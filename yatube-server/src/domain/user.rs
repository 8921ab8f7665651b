use chrono::{DateTime, Utc};
use serde::{Deserialize, Serialize};

use super::error::DomainError;

const USERNAME_MIN_CHARS: usize = 3;
const USERNAME_MAX_CHARS: usize = 150;

#[derive(Debug, Clone, Serialize, Deserialize)]
pub(crate) struct RegisterRequest {
    pub(crate) username: String,
    pub(crate) password: String,
}

impl RegisterRequest {
    pub(crate) fn validate(self) -> Result<Self, DomainError> {
        let username = normalize_username(&self.username)?;
        let password_len = self.password.chars().count();
        if !(8..=128).contains(&password_len) {
            return Err(DomainError::validation("password", "must be 8..128 chars"));
        }
        Ok(Self {
            username,
            password: self.password,
        })
    }
}

#[derive(Debug, Clone, Serialize, Deserialize)]
pub(crate) struct LoginRequest {
    pub(crate) username: String,
    pub(crate) password: String,
}

impl LoginRequest {
    pub(crate) fn validate(self) -> Result<Self, DomainError> {
        let username = self.username.trim();
        if username.is_empty() || username.chars().count() > USERNAME_MAX_CHARS {
            return Err(DomainError::validation("username", "must be 1..150 chars"));
        }

        if self.password.is_empty() {
            return Err(DomainError::validation("password", "must not be empty"));
        }
        Ok(Self {
            username: username.to_string(),
            password: self.password,
        })
    }
}

#[derive(Debug, Clone, PartialEq, Eq)]
pub(crate) struct User {
    pub(crate) id: i64,
    pub(crate) username: String,
    pub(crate) created_at: DateTime<Utc>,
}

impl User {
    pub(crate) fn new(
        id: i64,
        username: impl Into<String>,
        created_at: DateTime<Utc>,
    ) -> Result<Self, DomainError> {
        if id <= 0 {
            return Err(DomainError::validation("id", "must be > 0"));
        }
        let username = normalize_username(&username.into())?;

        Ok(Self {
            id,
            username,
            created_at,
        })
    }
}

/// Аутентифицированный пользователь, от имени которого выполняется запрос.
#[derive(Debug, Clone, PartialEq, Eq)]
pub(crate) struct Identity {
    pub(crate) user_id: i64,
    pub(crate) username: String,
}

impl From<&User> for Identity {
    fn from(user: &User) -> Self {
        Self {
            user_id: user.id,
            username: user.username.clone(),
        }
    }
}

fn normalize_username(username: &str) -> Result<String, DomainError> {
    let username = username.trim();
    let len = username.chars().count();
    if !(USERNAME_MIN_CHARS..=USERNAME_MAX_CHARS).contains(&len) {
        return Err(DomainError::validation("username", "must be 3..150 chars"));
    }
    let allowed = username
        .chars()
        .all(|ch| ch.is_ascii_alphanumeric() || matches!(ch, '@' | '.' | '+' | '-' | '_'));
    if !allowed {
        return Err(DomainError::validation(
            "username",
            "may contain only latin letters, digits and @/./+/-/_",
        ));
    }
    Ok(username.to_string())
}
use thiserror::Error;

#[derive(Debug, Error)]
pub(crate) enum DomainError {
    #[error("validation failed for '{field}': {message}")]
    Validation {
        field: &'static str,
        message: &'static str,
    },

    #[error("{resource} not found: {key}")]
    NotFound { resource: &'static str, key: String },

    #[error("{0} already exists")]
    AlreadyExists(String),

    #[error("forbidden")]
    Forbidden,

    #[error("invalid credentials")]
    InvalidCredentials,

    #[error("unexpected domain error: {0}")]
    Unexpected(String),
}

impl DomainError {
    pub(crate) fn validation(field: &'static str, message: &'static str) -> Self {
        Self::Validation { field, message }
    }

    pub(crate) fn not_found(resource: &'static str, key: impl ToString) -> Self {
        Self::NotFound {
            resource,
            key: key.to_string(),
        }
    }
}
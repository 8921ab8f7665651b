use anyhow::{Result, anyhow};
use axum::Router;
use axum::http::{HeaderValue, Method, header};
use tower_http::cors::{Any, CorsLayer};

/// `*` открывает API для любого origin, но тогда cookie через CORS не передаются.
pub(crate) fn build_cors_layer(origins: &[String]) -> Result<CorsLayer> {
    let layer = if origins.iter().any(|origin| origin == "*") {
        CorsLayer::new().allow_origin(Any)
    } else {
        let origins = origins
            .iter()
            .map(|origin| origin.parse::<HeaderValue>())
            .collect::<Result<Vec<_>, _>>()
            .map_err(|err| anyhow!("invalid CORS origin: {err}"))?;

        CorsLayer::new()
            .allow_origin(origins)
            .allow_credentials(true)
    };

    Ok(layer
        .allow_methods([Method::GET, Method::POST, Method::OPTIONS])
        .allow_headers([header::AUTHORIZATION, header::CONTENT_TYPE, header::ACCEPT]))
}

pub(crate) fn apply_cors(router: Router, origins: &[String]) -> Result<Router> {
    let cors = build_cors_layer(origins)?;
    Ok(router.layer(cors))
}
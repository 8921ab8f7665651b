use crate::domain::error::DomainError;
use crate::presentation::http::views::{ErrorTemplate, ForbiddenTemplate, NotFoundTemplate};
use askama::Template;
use axum::{
    Json,
    http::StatusCode,
    response::{Html, IntoResponse, Response},
};
use serde::Serialize;
use thiserror::Error;
use tracing::error;
use validator::ValidationErrors;

#[derive(Debug, Error)]
pub(crate) enum AppError {
    #[error(transparent)]
    Domain(#[from] DomainError),

    #[error("validation error: {0}")]
    Validation(#[from] ValidationErrors),

    #[error("not found")]
    NotFound,

    #[error("bad request: {0}")]
    BadRequest(String),

    #[error("payload too large")]
    PayloadTooLarge,

    #[error("unauthorized")]
    Unauthorized,

    #[error("template rendering failed")]
    Template(#[from] askama::Error),
}

pub(crate) type AppResult<T> = Result<T, AppError>;

impl AppError {
    pub(crate) fn status_and_message(&self) -> (StatusCode, String) {
        match self {
            AppError::Domain(err) => match err {
                DomainError::Validation { .. } => (StatusCode::BAD_REQUEST, err.to_string()),
                DomainError::AlreadyExists(_) => (StatusCode::CONFLICT, err.to_string()),
                DomainError::InvalidCredentials => (StatusCode::UNAUTHORIZED, err.to_string()),
                DomainError::NotFound { .. } => (StatusCode::NOT_FOUND, err.to_string()),
                DomainError::Forbidden => (StatusCode::FORBIDDEN, err.to_string()),
                DomainError::Unexpected(_) => (
                    StatusCode::INTERNAL_SERVER_ERROR,
                    "internal error".to_string(),
                ),
            },
            AppError::Validation(err) => (StatusCode::BAD_REQUEST, err.to_string()),
            AppError::NotFound => (StatusCode::NOT_FOUND, "not found".to_string()),
            AppError::BadRequest(msg) => (StatusCode::BAD_REQUEST, msg.clone()),
            AppError::PayloadTooLarge => (
                StatusCode::PAYLOAD_TOO_LARGE,
                "payload too large".to_string(),
            ),
            AppError::Unauthorized => (StatusCode::UNAUTHORIZED, "unauthorized".to_string()),
            AppError::Template(_) => (
                StatusCode::INTERNAL_SERVER_ERROR,
                "internal error".to_string(),
            ),
        }
    }

    fn log_if_server_error(&self, status: StatusCode) {
        if status.is_server_error() {
            error!(error = ?self, "request failed");
        }
    }
}

#[derive(Debug, Serialize)]
struct ErrorBody {
    error: String,
}

impl IntoResponse for AppError {
    fn into_response(self) -> Response {
        let (status, msg) = self.status_and_message();
        self.log_if_server_error(status);

        (status, Json(ErrorBody { error: msg })).into_response()
    }
}

/// Ошибка HTML-страницы: тот же `AppError`, но отдаётся шаблоном, а не JSON.
#[derive(Debug)]
pub(crate) struct PageError(pub(crate) AppError);

pub(crate) type PageResult<T> = Result<T, PageError>;

impl PageError {
    pub(crate) fn not_found() -> Self {
        Self(AppError::NotFound)
    }
}

impl From<AppError> for PageError {
    fn from(err: AppError) -> Self {
        Self(err)
    }
}

impl From<DomainError> for PageError {
    fn from(err: DomainError) -> Self {
        Self(AppError::Domain(err))
    }
}

impl From<askama::Error> for PageError {
    fn from(err: askama::Error) -> Self {
        Self(AppError::Template(err))
    }
}

impl IntoResponse for PageError {
    fn into_response(self) -> Response {
        let (status, message) = self.0.status_and_message();
        self.0.log_if_server_error(status);

        let rendered = match status {
            StatusCode::NOT_FOUND => NotFoundTemplate { message }.render(),
            StatusCode::FORBIDDEN => ForbiddenTemplate { message }.render(),
            _ => ErrorTemplate {
                status: status.as_u16(),
                message,
            }
            .render(),
        };

        match rendered {
            Ok(html) => (status, Html(html)).into_response(),
            Err(err) => {
                error!(error = %err, "error page rendering failed");
                (status, status.canonical_reason().unwrap_or("error")).into_response()
            }
        }
    }
}
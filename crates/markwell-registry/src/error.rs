//! Error types for registry loading

use thiserror::Error;

/// Errors that can occur while loading a device registry
#[derive(Error, Debug)]
pub enum RegistryError {
    /// The registry file could not be read
    #[error("Failed to read registry file '{path}': {source}")]
    Io {
        /// Path that was being read
        path: String,
        /// Underlying I/O error
        source: std::io::Error,
    },

    /// The registry JSON could not be parsed
    #[error("Invalid registry JSON: {0}")]
    Parse(#[from] serde_json::Error),
}
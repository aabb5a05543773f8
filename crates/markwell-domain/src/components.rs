//! Extracted component model for analytical writing
//!
//! One `ExtractedComponents` instance is created per document evaluation and
//! is immutable after construction. Invariant: every string in a tier
//! breakdown also appears in the corresponding flat list.

use crate::argument::ArgumentComponents;
use crate::quality::DetailQuality;
use crate::tier::{ConnectorKind, EffectTier, VerbTier};
use serde::{Deserialize, Serialize};
use std::collections::BTreeMap;

/// Typed bag of rubric components extracted from one document
///
/// All collections are deduplicated and kept in stable (sorted or
/// first-encounter) order so extraction is a pure function of its input.
#[derive(Debug, Clone, PartialEq, Serialize, Deserialize)]
pub struct ExtractedComponents {
    /// Topics under analysis (devices, concepts, named characters)
    pub topics: Vec<String>,

    /// Analytical verbs found, across all tiers
    pub verbs: Vec<String>,

    /// Objects of the analysis (what is affected)
    pub objects: Vec<String>,

    /// Textual evidence: quoted spans and contextual phrases
    pub details: Vec<String>,

    /// Effect sentences, across all tiers
    pub effects: Vec<String>,

    /// Verb matches broken down by tier
    pub verb_tiers: BTreeMap<VerbTier, Vec<String>>,

    /// Effect sentences broken down by tier
    pub effect_tiers: BTreeMap<EffectTier, Vec<String>>,

    /// Connectors found, grouped by functional category
    pub connectors: BTreeMap<ConnectorKind, Vec<String>>,

    /// Decision-tree quality label for the details
    pub detail_quality: DetailQuality,

    /// Numeric detail score, the ceiling-lookup key
    pub detail_score: f64,

    /// Sum of tier weights over distinct matched verbs
    pub verb_quality_score: f64,

    /// Sum of tier weights over matched effect sentences
    pub effect_quality_score: f64,
}

impl ExtractedComponents {
    /// The all-empty result produced for empty input
    pub fn empty() -> Self {
        Self {
            topics: Vec::new(),
            verbs: Vec::new(),
            objects: Vec::new(),
            details: Vec::new(),
            effects: Vec::new(),
            verb_tiers: BTreeMap::new(),
            effect_tiers: BTreeMap::new(),
            connectors: BTreeMap::new(),
            detail_quality: DetailQuality::Missing,
            detail_score: 2.0,
            verb_quality_score: 0.0,
            effect_quality_score: 0.0,
        }
    }

    /// Verbs matched in a given tier
    pub fn verbs_in(&self, tier: VerbTier) -> &[String] {
        self.verb_tiers.get(&tier).map(Vec::as_slice).unwrap_or(&[])
    }

    /// Effect sentences matched in a given tier
    pub fn effects_in(&self, tier: EffectTier) -> &[String] {
        self.effect_tiers.get(&tier).map(Vec::as_slice).unwrap_or(&[])
    }

    /// Whether any verb landed in a functional (top-two) tier
    pub fn has_functional_verb(&self) -> bool {
        VerbTier::DESCENDING
            .iter()
            .filter(|t| t.is_functional())
            .any(|t| !self.verbs_in(*t).is_empty())
    }

    /// Whether any effect landed in a functional tier
    pub fn has_functional_effect(&self) -> bool {
        EffectTier::DESCENDING
            .iter()
            .filter(|t| t.is_functional())
            .any(|t| !self.effects_in(*t).is_empty())
    }

    /// Count of component kinds with at least one functional match
    ///
    /// Verbs and effects count only when a functional tier matched; the
    /// lowest descriptive tiers do not establish presence.
    pub fn functional_presence_count(&self) -> usize {
        [
            !self.topics.is_empty(),
            self.has_functional_verb(),
            !self.objects.is_empty(),
            !self.details.is_empty(),
            self.has_functional_effect(),
        ]
        .iter()
        .filter(|p| **p)
        .count()
    }

    /// Number of distinct connector categories used
    pub fn connector_variety(&self) -> usize {
        self.connectors.len()
    }

    /// Total connectors found across all categories
    pub fn connector_total(&self) -> usize {
        self.connectors.values().map(Vec::len).sum()
    }

    /// Verify the tier-breakdown invariant (used by tests)
    ///
    /// Every string in a tier breakdown must appear in the flat list.
    pub fn tier_breakdown_consistent(&self) -> bool {
        let verbs_ok = self
            .verb_tiers
            .values()
            .flatten()
            .all(|v| self.verbs.contains(v));
        let effects_ok = self
            .effect_tiers
            .values()
            .flatten()
            .all(|e| self.effects.contains(e));
        verbs_ok && effects_ok
    }
}

/// Components extracted under either rubric
#[derive(Debug, Clone, PartialEq, Serialize, Deserialize)]
#[serde(tag = "rubric", rename_all = "snake_case")]
pub enum Components {
    /// Topic/Verb/Object/Detail/Effect extraction
    Analysis(ExtractedComponents),
    /// Position/Evidence/Reasoning/Counter/Synthesis extraction
    Argument(ArgumentComponents),
}

impl Components {
    /// Analysis components, if this is the analysis rubric
    pub fn as_analysis(&self) -> Option<&ExtractedComponents> {
        match self {
            Components::Analysis(c) => Some(c),
            Components::Argument(_) => None,
        }
    }

    /// Argument components, if this is the argument rubric
    pub fn as_argument(&self) -> Option<&ArgumentComponents> {
        match self {
            Components::Argument(c) => Some(c),
            Components::Analysis(_) => None,
        }
    }
}

#[cfg(test)]
mod tests {
    use super::*;

    #[test]
    fn test_empty_components() {
        let c = ExtractedComponents::empty();
        assert_eq!(c.functional_presence_count(), 0);
        assert_eq!(c.connector_variety(), 0);
        assert_eq!(c.detail_quality, DetailQuality::Missing);
        assert!(c.tier_breakdown_consistent());
    }

    #[test]
    fn test_presence_ignores_descriptive_verbs() {
        let mut c = ExtractedComponents::empty();
        c.verbs = vec!["is".to_string()];
        c.verb_tiers
            .insert(VerbTier::Tier3, vec!["is".to_string()]);
        assert!(!c.has_functional_verb());
        assert_eq!(c.functional_presence_count(), 0);

        c.verbs.push("reveals".to_string());
        c.verb_tiers
            .insert(VerbTier::Tier1, vec!["reveals".to_string()]);
        assert!(c.has_functional_verb());
        assert_eq!(c.functional_presence_count(), 1);
    }

    #[test]
    fn test_inconsistent_breakdown_detected() {
        let mut c = ExtractedComponents::empty();
        c.verb_tiers
            .insert(VerbTier::Tier1, vec!["reveals".to_string()]);
        assert!(!c.tier_breakdown_consistent());
    }
}
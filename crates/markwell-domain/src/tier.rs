//! Tier module - ordered quality buckets for matched text
//!
//! Tiers order matched text by analytical sophistication. Within one taxonomy
//! a sentence lands in exactly one tier (first match in descending order);
//! the same sentence may still contribute to other component kinds.

use serde::{Deserialize, Serialize};

/// Quality tier for analytical verbs
///
/// - Tier 1 "critical analysis" (creates, reveals, undermines, ...)
/// - Tier 2 "pattern recognition" (shows, suggests, illustrates, ...)
/// - Tier 3 "description/summary" (is, has, uses, ...) — descriptive only,
///   does not count as a functional match for presence scoring
#[derive(Debug, Clone, Copy, PartialEq, Eq, PartialOrd, Ord, Hash, Serialize, Deserialize)]
#[serde(rename_all = "snake_case")]
pub enum VerbTier {
    /// Critical analysis verbs
    Tier1,
    /// Pattern recognition verbs
    Tier2,
    /// Descriptive/summary verbs
    Tier3,
}

impl VerbTier {
    /// All tiers in descending quality order
    pub const DESCENDING: [VerbTier; 3] = [VerbTier::Tier1, VerbTier::Tier2, VerbTier::Tier3];

    /// Tier name as a string
    pub fn as_str(&self) -> &'static str {
        match self {
            VerbTier::Tier1 => "tier_1",
            VerbTier::Tier2 => "tier_2",
            VerbTier::Tier3 => "tier_3",
        }
    }

    /// Whether matches in this tier count as functional analytical writing
    pub fn is_functional(&self) -> bool {
        !matches!(self, VerbTier::Tier3)
    }

    /// Quality factor used when averaging the tier mix for depth scoring
    pub fn quality_factor(&self) -> f64 {
        match self {
            VerbTier::Tier1 => 1.0,
            VerbTier::Tier2 => 0.75,
            VerbTier::Tier3 => 0.5,
        }
    }
}

/// Quality tier for effect statements (what the writing says the device does)
#[derive(Debug, Clone, Copy, PartialEq, Eq, PartialOrd, Ord, Hash, Serialize, Deserialize)]
#[serde(rename_all = "snake_case")]
pub enum EffectTier {
    /// Alignment-based analysis
    Tier1,
    /// Meaning production
    Tier2,
    /// Reader engagement
    Tier3,
    /// Generic effect
    Tier4,
    /// Missing/circular
    Tier5,
}

impl EffectTier {
    /// All tiers in descending quality order
    pub const DESCENDING: [EffectTier; 5] = [
        EffectTier::Tier1,
        EffectTier::Tier2,
        EffectTier::Tier3,
        EffectTier::Tier4,
        EffectTier::Tier5,
    ];

    /// Tier name as a string
    pub fn as_str(&self) -> &'static str {
        match self {
            EffectTier::Tier1 => "tier_1",
            EffectTier::Tier2 => "tier_2",
            EffectTier::Tier3 => "tier_3",
            EffectTier::Tier4 => "tier_4",
            EffectTier::Tier5 => "tier_5",
        }
    }

    /// Whether matches in this tier count as functional for presence scoring
    ///
    /// The top three effect tiers are functional; generic and circular
    /// effects are not.
    pub fn is_functional(&self) -> bool {
        matches!(self, EffectTier::Tier1 | EffectTier::Tier2 | EffectTier::Tier3)
    }

    /// Quality factor used when averaging the tier mix for depth scoring
    pub fn quality_factor(&self) -> f64 {
        match self {
            EffectTier::Tier1 => 1.0,
            EffectTier::Tier2 => 0.75,
            EffectTier::Tier3 => 0.5,
            EffectTier::Tier4 => 0.25,
            EffectTier::Tier5 => 0.0,
        }
    }
}

/// Functional category of a cohesion connector
#[derive(Debug, Clone, Copy, PartialEq, Eq, PartialOrd, Ord, Hash, Serialize, Deserialize)]
#[serde(rename_all = "snake_case")]
pub enum ConnectorKind {
    /// furthermore, moreover, also, ...
    Addition,
    /// however, although, whereas, ...
    Contrast,
    /// therefore, thus, consequently, ...
    CauseEffect,
    /// which, whereby, wherein, ...
    Elaboration,
    /// for example, such as, ...
    Exemplification,
    /// overall, ultimately, in conclusion, ...
    Summary,
}

impl ConnectorKind {
    /// All connector categories
    pub const ALL: [ConnectorKind; 6] = [
        ConnectorKind::Addition,
        ConnectorKind::Contrast,
        ConnectorKind::CauseEffect,
        ConnectorKind::Elaboration,
        ConnectorKind::Exemplification,
        ConnectorKind::Summary,
    ];

    /// Category name as a string
    pub fn as_str(&self) -> &'static str {
        match self {
            ConnectorKind::Addition => "addition",
            ConnectorKind::Contrast => "contrast",
            ConnectorKind::CauseEffect => "cause_effect",
            ConnectorKind::Elaboration => "elaboration",
            ConnectorKind::Exemplification => "exemplification",
            ConnectorKind::Summary => "summary",
        }
    }
}

/// Four-level sophistication ladder for argumentative depth
///
/// Each level subsumes the ones below it; depth scoring uses the highest
/// level the document reaches.
#[derive(Debug, Clone, Copy, PartialEq, Eq, PartialOrd, Ord, Hash, Serialize, Deserialize)]
#[serde(rename_all = "snake_case")]
pub enum ReasoningLayer {
    /// No clear position taken
    None,
    /// Labels a position without explanation
    LabelOnly,
    /// Distinguishes between alternatives
    Comparison,
    /// Shows how evidence produces the position
    CausalChain,
    /// Frames the purpose of the configuration
    PurposeFraming,
}

impl ReasoningLayer {
    /// Numeric level (0-4)
    pub fn level(&self) -> u8 {
        match self {
            ReasoningLayer::None => 0,
            ReasoningLayer::LabelOnly => 1,
            ReasoningLayer::Comparison => 2,
            ReasoningLayer::CausalChain => 3,
            ReasoningLayer::PurposeFraming => 4,
        }
    }

    /// Human-readable label
    pub fn label(&self) -> &'static str {
        match self {
            ReasoningLayer::None => "No Clear Position",
            ReasoningLayer::LabelOnly => "Label Only",
            ReasoningLayer::Comparison => "Comparison",
            ReasoningLayer::CausalChain => "Cause-Effect",
            ReasoningLayer::PurposeFraming => "Purpose-Framing",
        }
    }
}

#[cfg(test)]
mod tests {
    use super::*;

    #[test]
    fn test_verb_tier_functionality() {
        assert!(VerbTier::Tier1.is_functional());
        assert!(VerbTier::Tier2.is_functional());
        assert!(!VerbTier::Tier3.is_functional());
    }

    #[test]
    fn test_effect_tier_functionality() {
        assert!(EffectTier::Tier3.is_functional());
        assert!(!EffectTier::Tier4.is_functional());
        assert!(!EffectTier::Tier5.is_functional());
    }

    #[test]
    fn test_descending_order() {
        let factors: Vec<f64> = EffectTier::DESCENDING
            .iter()
            .map(|t| t.quality_factor())
            .collect();
        let mut sorted = factors.clone();
        sorted.sort_by(|a, b| b.partial_cmp(a).unwrap());
        assert_eq!(factors, sorted);
    }

    #[test]
    fn test_reasoning_layer_ordering() {
        assert!(ReasoningLayer::PurposeFraming > ReasoningLayer::CausalChain);
        assert!(ReasoningLayer::Comparison > ReasoningLayer::LabelOnly);
        assert_eq!(ReasoningLayer::PurposeFraming.level(), 4);
    }
}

Activity: Copy out every line of the data where the word "across" occurs.

The completed task:
    /// Analytical verbs found, across all tiers
    /// Effect sentences, across all tiers
    /// Total connectors found across all categories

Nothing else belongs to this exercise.